The plan to assassinate Hitler | Untold History #15

Back to World War II, its stories just never end. Hitler needs no introduction, we read about him all the time, unlike Mao, Stalin and Leopold II. During the war except Germans and its allies everyone wished for Hitler to die, imagine how the world would be if Hitler didn’t exist, or was killed early in war. Kill the leader and the pawns fall, simple enough, with the secret intelligence that existed since the first World War, I always wondered why they never plotted an assassination, turns out they did. It’s not that they failed to assassinate him, after all the drugs that kept Hitler “sane” would make him an easy target, it was actually that British intelligence (SOE) thought that it was better to keep him alive, for rather debatable reasons.

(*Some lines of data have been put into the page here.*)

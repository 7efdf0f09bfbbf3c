//! Seat anchors and service spots derived from table geometry
//!
//! Anchors are never stored on their own: they are regenerated from the table
//! list whenever a table is added, removed, moved or rotated.

use ordered_float::OrderedFloat;

use super::room::Bounds;
use super::table::{Table, TABLE_BUFFER};
use super::types::{Position, TableId, AGENT_RADIUS, HARD_PAD};

/// Clearance between a seated body and the table's buffered radius
pub const SEAT_MARGIN: f32 = 0.05;

/// How far behind the anchor the approach point sits
pub const APPROACH_OFFSET: f32 = 0.6;

/// Clearance between a serving body and the table's hard radius
const SERVICE_SPOT_MARGIN: f32 = 0.06;

/// Identifies one seat of one table
#[derive(Debug, Clone, Copy, PartialEq, Eq, Hash, PartialOrd, Ord)]
pub struct SeatId {
    pub table: TableId,
    pub index: u8,
}

impl SeatId {
    pub fn new(table: TableId, index: u8) -> Self {
        Self { table, index }
    }
}

/// A seating position next to a table
#[derive(Debug, Clone, PartialEq)]
pub struct SeatAnchor {
    pub id: SeatId,
    pub position: Position,
    /// Unit vector from the anchor towards the table centre
    pub facing: Position,
    /// Yaw matching `facing`
    pub yaw: f32,
    /// Point further out on the same radial line, walked to before snapping in
    pub approach: Position,
    pub table: TableId,
    pub capacity: u8,
}

/// Local (lateral, side) offsets of each seat. Seats sit on the two edges
/// parallel to the table width; four-tops put two per edge a quarter of the
/// width either side of the middle.
fn seat_slots(table: &Table) -> Vec<(f32, f32)> {
    let quarter = table.width * 0.25;
    if table.capacity >= 4 {
        vec![(-quarter, 1.0), (quarter, 1.0), (-quarter, -1.0), (quarter, -1.0)]
    } else {
        vec![(0.0, 1.0), (0.0, -1.0)]
    }
}

/// Anchors for one table
pub fn seat_anchors(table: &Table, inner: &Bounds) -> Vec<SeatAnchor> {
    // Seated body must clear the bounding circle, not just the rectangle
    let ring = table.buffered_radius() + AGENT_RADIUS + SEAT_MARGIN;
    let edge = table.depth * 0.5 + TABLE_BUFFER + AGENT_RADIUS + SEAT_MARGIN;

    seat_slots(table)
        .into_iter()
        .enumerate()
        .map(|(index, (lateral, side))| {
            let out = (ring * ring - lateral * lateral).max(edge * edge).sqrt();
            let position = table.to_world(Position::new(lateral, side * out));
            let radial = (position - table.center).normalized();
            let approach = inner.clamp(position + radial * APPROACH_OFFSET);
            SeatAnchor {
                id: SeatId::new(table.id, index as u8),
                position,
                facing: -radial,
                yaw: position.angle_to(&table.center),
                approach,
                table: table.id,
                capacity: table.capacity,
            }
        })
        .collect()
}

/// Anchors for every table, in table order
pub fn generate_anchors(tables: &[Table], inner: &Bounds) -> Vec<SeatAnchor> {
    tables
        .iter()
        .flat_map(|table| seat_anchors(table, inner))
        .collect()
}

/// Where staff stand to serve a table
#[derive(Debug, Clone, Copy, PartialEq)]
pub struct ServiceSpots {
    pub primary: Position,
    pub secondary: Position,
}

/// The two candidate service spots at the middle of the table's short ends,
/// the reachable one nearest the kitchen first.
pub fn service_spots(table: &Table, kitchen: Position, inner: &Bounds) -> ServiceSpots {
    let out = table.bounding_radius() + AGENT_RADIUS + HARD_PAD + SERVICE_SPOT_MARGIN;
    let mut spots = [
        table.to_world(Position::new(out, 0.0)),
        table.to_world(Position::new(-out, 0.0)),
    ];
    spots.sort_by_key(|spot| (!inner.contains(spot), OrderedFloat(spot.distance(&kitchen))));
    ServiceSpots {
        primary: spots[0],
        secondary: spots[1],
    }
}
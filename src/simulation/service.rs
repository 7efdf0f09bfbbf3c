//! Service requests raised when a table gets its first guest

use std::collections::VecDeque;

use super::types::{Position, RequestId, TableId};

/// A table waiting for a staff visit
#[derive(Debug, Clone, PartialEq)]
pub struct ServiceRequest {
    pub id: RequestId,
    pub table: TableId,
    pub position: Position,
    /// Simulation time the request was raised
    pub created_at: f32,
    /// Times a staff member gave up on reaching the table
    pub failed_attempts: u32,
}

/// FIFO of unclaimed requests; the oldest is claimed first
#[derive(Debug, Clone, Default)]
pub struct RequestQueue {
    pending: VecDeque<ServiceRequest>,
    /// Total ever raised
    pub raised: usize,
    /// Total ever claimed by staff
    pub claimed: usize,
}

impl RequestQueue {
    pub fn new() -> Self {
        Self::default()
    }

    pub fn push(&mut self, request: ServiceRequest) {
        self.raised += 1;
        self.pending.push_back(request);
    }

    /// Put a request back at the head of the line without counting it again
    pub fn requeue_front(&mut self, request: ServiceRequest) {
        self.claimed = self.claimed.saturating_sub(1);
        self.pending.push_front(request);
    }

    pub fn claim_oldest(&mut self) -> Option<ServiceRequest> {
        let request = self.pending.pop_front()?;
        self.claimed += 1;
        Some(request)
    }

    /// Drop every pending request for tables that no longer exist
    pub fn retain_tables(&mut self, mut exists: impl FnMut(TableId) -> bool) {
        self.pending.retain(|r| exists(r.table));
    }

    pub fn len(&self) -> usize {
        self.pending.len()
    }

    pub fn is_empty(&self) -> bool {
        self.pending.is_empty()
    }

    pub fn iter(&self) -> impl Iterator<Item = &ServiceRequest> {
        self.pending.iter()
    }
}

Operation Foxley was a plan to assassinate Hitler in 1944, created by the British Special Operations Executive (SOE). The plan preparations were made, however, the plan was never attempted. The first assassination plan for Hitler was to bomb the special train “Amerika” (in 1943, renamed “Brandenburg”) in which he traveled, the SOE had extensive experience in derailing trains using explosives. However, the plan was abandoned, because Hitler’s travel schedule was very unpredictable.

Hitler’s personal train “Amerika.”
Image source: Medium

The second plan was to put some tasteless, but lethal, poison on the drinking water supply on Hitler’s train. However, the plan was considered complicated, because It needed an inside man. Ultimately, a sniper attack was considered to be the method most likely to succeed. In Summer 1944, a German who had been part of Hitler’s personal guard at the Berghof had been taken prisoner in Normandy. He revealed that at the Berghof, Hitler always took a 20-minute morning walk at around the same time (after 10:00 AM). Hitler liked to be left alone during this walk, leaving him unprotected near some woods, where he was out of sight of sentry posts. The basic plan was to assassinate Hitler during his morning exercise, as he walked unprotected to the Teehaus on the Mooslahnerkopf Hill from the Berghof residence.

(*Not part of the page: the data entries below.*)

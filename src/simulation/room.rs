//! Room shell: walls, door, and the fixed points agents walk between
//!
//! The room is centred on the origin. The door is cut into the front wall
//! (positive z), the kitchen pass sits against the back wall and the restroom
//! against the right wall.

use super::config::RoomConfig;
use super::types::Position;

/// Number of entry lanes across the door opening
pub const LANE_COUNT: usize = 3;

/// How far outside the front wall new customers appear
const SPAWN_OUTSIDE: f32 = 1.0;
/// Distance past the front wall at which a leaving customer counts as gone
const OUTSIDE_THRESHOLD: f32 = 0.6;
/// Where departed customers drift to before removal
const OFFSTAGE_DISTANCE: f32 = 4.0;
/// Staff exit point behind the back wall, and the despawn line
const STAFF_EXIT_DISTANCE: f32 = 1.5;
const STAFF_EXIT_BOUNDARY: f32 = 0.5;
/// Standing offset of kitchen and restroom points from their wall
const MODULE_STANDOFF: f32 = 0.6;

/// Axis-aligned rectangle on the floor plane
#[derive(Debug, Clone, Copy, PartialEq)]
pub struct Bounds {
    pub min_x: f32,
    pub max_x: f32,
    pub min_z: f32,
    pub max_z: f32,
}

impl Bounds {
    pub fn new(min_x: f32, max_x: f32, min_z: f32, max_z: f32) -> Self {
        Self {
            min_x,
            max_x,
            min_z,
            max_z,
        }
    }

    pub fn is_valid(&self) -> bool {
        self.min_x < self.max_x && self.min_z < self.max_z
    }

    pub fn contains(&self, p: &Position) -> bool {
        p.x >= self.min_x && p.x <= self.max_x && p.z >= self.min_z && p.z <= self.max_z
    }

    pub fn clamp(&self, p: Position) -> Position {
        Position::new(
            p.x.clamp(self.min_x, self.max_x),
            p.z.clamp(self.min_z, self.max_z),
        )
    }

    /// Shrink on every side by `amount`
    pub fn shrink(&self, amount: f32) -> Bounds {
        Bounds::new(
            self.min_x + amount,
            self.max_x - amount,
            self.min_z + amount,
            self.max_z - amount,
        )
    }

    pub fn width(&self) -> f32 {
        self.max_x - self.min_x
    }

    pub fn depth(&self) -> f32 {
        self.max_z - self.min_z
    }
}

/// The room the simulation runs in
#[derive(Debug, Clone, PartialEq)]
pub struct Room {
    pub width: f32,
    pub depth: f32,
    pub height: f32,
    pub wall_thickness: f32,
    pub door_width: f32,
    pub door_height: f32,
    pub door_left: f32,
    /// X of the kitchen pass along the back wall
    pub kitchen_offset: f32,
    /// Z of the restroom along the right wall
    pub restroom_offset: f32,
}

impl Room {
    pub fn from_config(config: &RoomConfig) -> Self {
        let mut room = Self {
            width: config.width,
            depth: config.depth,
            height: config.height,
            wall_thickness: config.wall_thickness,
            door_width: config.door_width,
            door_height: config.door_height,
            door_left: config.door_left,
            kitchen_offset: config.width * 0.25,
            restroom_offset: -config.depth * 0.15,
        };
        room.set_door_left(config.door_left);
        room
    }

    /// Apply new shell dimensions, keeping the layout-layer offsets
    pub fn apply_config(&mut self, config: &RoomConfig) {
        let kitchen_offset = self.kitchen_offset;
        let restroom_offset = self.restroom_offset;
        *self = Self::from_config(config);
        self.set_kitchen_offset(kitchen_offset);
        self.set_restroom_offset(restroom_offset);
    }

    /// Walkable floor between the inner wall faces
    pub fn interior(&self) -> Bounds {
        let hx = self.width * 0.5 - self.wall_thickness;
        let hz = self.depth * 0.5 - self.wall_thickness;
        Bounds::new(-hx, hx, -hz, hz)
    }

    /// Interior shrunk by an agent radius: where an agent centre may be
    pub fn inner(&self, radius: f32) -> Bounds {
        self.interior().shrink(radius)
    }

    /// Z of the inner face of the front wall
    pub fn front_z(&self) -> f32 {
        self.depth * 0.5 - self.wall_thickness
    }

    /// Z of the outer face of the front wall
    pub fn front_outer_z(&self) -> f32 {
        self.depth * 0.5
    }

    pub fn back_z(&self) -> f32 {
        -self.depth * 0.5 + self.wall_thickness
    }

    /// Door opening as (left jamb x, right jamb x)
    pub fn door_span(&self) -> (f32, f32) {
        let left = -self.width * 0.5 + self.wall_thickness + self.door_left;
        (left, left + self.door_width)
    }

    pub fn door_center_x(&self) -> f32 {
        let (left, right) = self.door_span();
        (left + right) * 0.5
    }

    /// Move the door along the front wall, clamped to the wall span
    pub fn set_door_left(&mut self, door_left: f32) {
        let span = self.width - 2.0 * self.wall_thickness;
        let max_left = (span - self.door_width).max(0.0);
        self.door_left = if door_left.is_finite() {
            door_left.clamp(0.0, max_left)
        } else {
            max_left * 0.5
        };
    }

    pub fn set_kitchen_offset(&mut self, x: f32) {
        let interior = self.interior().shrink(MODULE_STANDOFF);
        self.kitchen_offset = if x.is_finite() {
            x.clamp(interior.min_x, interior.max_x)
        } else {
            0.0
        };
    }

    pub fn set_restroom_offset(&mut self, z: f32) {
        let interior = self.interior().shrink(MODULE_STANDOFF);
        self.restroom_offset = if z.is_finite() {
            z.clamp(interior.min_z, interior.max_z)
        } else {
            0.0
        };
    }

    /// Centre x of an entry lane
    pub fn lane_x(&self, lane: usize) -> f32 {
        let (left, _) = self.door_span();
        let lane = lane.min(LANE_COUNT - 1) as f32;
        left + self.door_width * (lane + 0.5) / LANE_COUNT as f32
    }

    /// Where a customer on `lane` first appears, just outside the door
    pub fn spawn_point(&self, lane: usize) -> Position {
        Position::new(self.lane_x(lane), self.front_outer_z() + SPAWN_OUTSIDE)
    }

    /// A point just inside the door on `lane`
    pub fn door_inside_point(&self, lane: usize) -> Position {
        Position::new(self.lane_x(lane), self.front_z() - 0.8)
    }

    /// Z a newcomer must cross to count as inside
    pub fn entry_threshold_z(&self) -> f32 {
        self.front_z() - 0.5
    }

    /// Holding point where customers wait for a seat
    pub fn foyer_point(&self) -> Position {
        Position::new(self.door_center_x(), self.front_z() - 1.4)
    }

    /// Z a leaving customer must pass to count as outside
    pub fn outside_threshold_z(&self) -> f32 {
        self.front_outer_z() + OUTSIDE_THRESHOLD
    }

    pub fn offstage_point(&self) -> Position {
        Position::new(self.door_center_x(), self.front_outer_z() + OFFSTAGE_DISTANCE)
    }

    pub fn kitchen_point(&self) -> Position {
        Position::new(self.kitchen_offset, self.back_z() + MODULE_STANDOFF)
    }

    pub fn staff_exit_point(&self) -> Position {
        Position::new(self.kitchen_offset, -self.depth * 0.5 - STAFF_EXIT_DISTANCE)
    }

    /// Staff beyond this z have left through the kitchen
    pub fn staff_exit_boundary_z(&self) -> f32 {
        -self.depth * 0.5 - STAFF_EXIT_BOUNDARY
    }

    pub fn restroom_point(&self) -> Position {
        Position::new(
            self.width * 0.5 - self.wall_thickness - MODULE_STANDOFF,
            self.restroom_offset,
        )
    }

    /// Concurrent newcomers the door lets through
    pub fn door_capacity(&self, radius: f32) -> usize {
        ((self.door_width / (2.0 * radius).max(0.01)).floor() as usize).max(1)
    }

    /// Keep an agent centre inside the walls. With `through_door` the agent
    /// may pass the front wall, but only between the jambs.
    pub fn clamp_agent(&self, p: Position, radius: f32, through_door: bool) -> Position {
        let inner = self.inner(radius);
        if through_door && p.z > inner.max_z {
            let (left, right) = self.door_span();
            let lo = left + radius;
            let hi = (right - radius).max(lo);
            Position::new(p.x.clamp(lo, hi), p.z)
        } else {
            inner.clamp(p)
        }
    }
}

impl Default for Room {
    fn default() -> Self {
        Self::from_config(&RoomConfig::default())
    }
}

Transcript describing the plan to assassinate using a sniper.
Image source: National Archives UK

A sniper was recruited and briefed and the plan was submitted. The sniper practiced by firing at moving dummy targets with an accurized Kar 98k, the standard rifle of the Wehrmacht, under conditions which simulated the actual assassination. An inside man was also found: vehemently anti-Nazi Heidentaler, the uncle of a captured soldier, Dieser, lived in Salzburg, 20 kilometres from the Berghof. He, with like-minded shopkeepers, regularly visited a shooting range 16 km from the Berghof. There had been some resistance to the assassination plan, particularly from the deputy head of SOE’s German Directorate, Lt Col Ronald Thornley. However, his superior, Sir Gerald Templer, and British Prime Minister Winston Churchill supported the plan. The two-man team was to be parachuted in and sheltered with Heidentaler, after which they could make the approach to the killing zone disguised as German mountain troops.

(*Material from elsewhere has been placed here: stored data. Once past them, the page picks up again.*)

// src/debug/printers.rs

//! Printer macros for messages that are not diagnostics of a scan, e.g. a
//! failure to parse command-line arguments.

// ━━━━━━━━━━━━━━━━━━━━━━━━━━━━━━━━━━━━━━━━━━━━━━━━━━━━━━━━━━━━━━━━━━━━━━━━━━━━━━━━━━━━━━━━━━━━━━━━━

/// `e`println! an `err`or
#[macro_export]
macro_rules! e_err {
    (
        $($args:tt)*
    ) => {
        {
            eprint!("ERROR: ");
            eprintln!($($args)*)
        }
    }
}
pub use e_err;

/// `e`println! a `warn`ing
#[macro_export]
macro_rules! e_wrn {
    (
        $($args:tt)*
    ) => {
        {
            eprint!("WARNING: ");
            eprintln!($($args)*)
        }
    }
}
pub use e_wrn;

Now after all this training the plan was still never executed. The reason was a debate started weather it really was a good idea to kill Hitler because he was a really bad military strategist. He had a habit of micro-managing everything and doing things even after strong objections from his generals. For example, he believed that the D-Day landings would be at Calais, because we tried to give that impression and it was only 40 miles across the English Channel at that point. His generals said it was a ploy, and the invasion would come much farther south, in Normandy, where the channel is 140 miles wide. So, Hitler let his generals prepare for invasion through Normandy, but held several Panzer Divisions in reserve a short way from Calais. Those tanks would have made a big difference on D-Day, but they travelled so slow that there was no way to get them from Calais to Normandy before D-Day was long over and it was over and the Allied Forces (Britain, France, Canada, US) won, which was a huge turning point in the war.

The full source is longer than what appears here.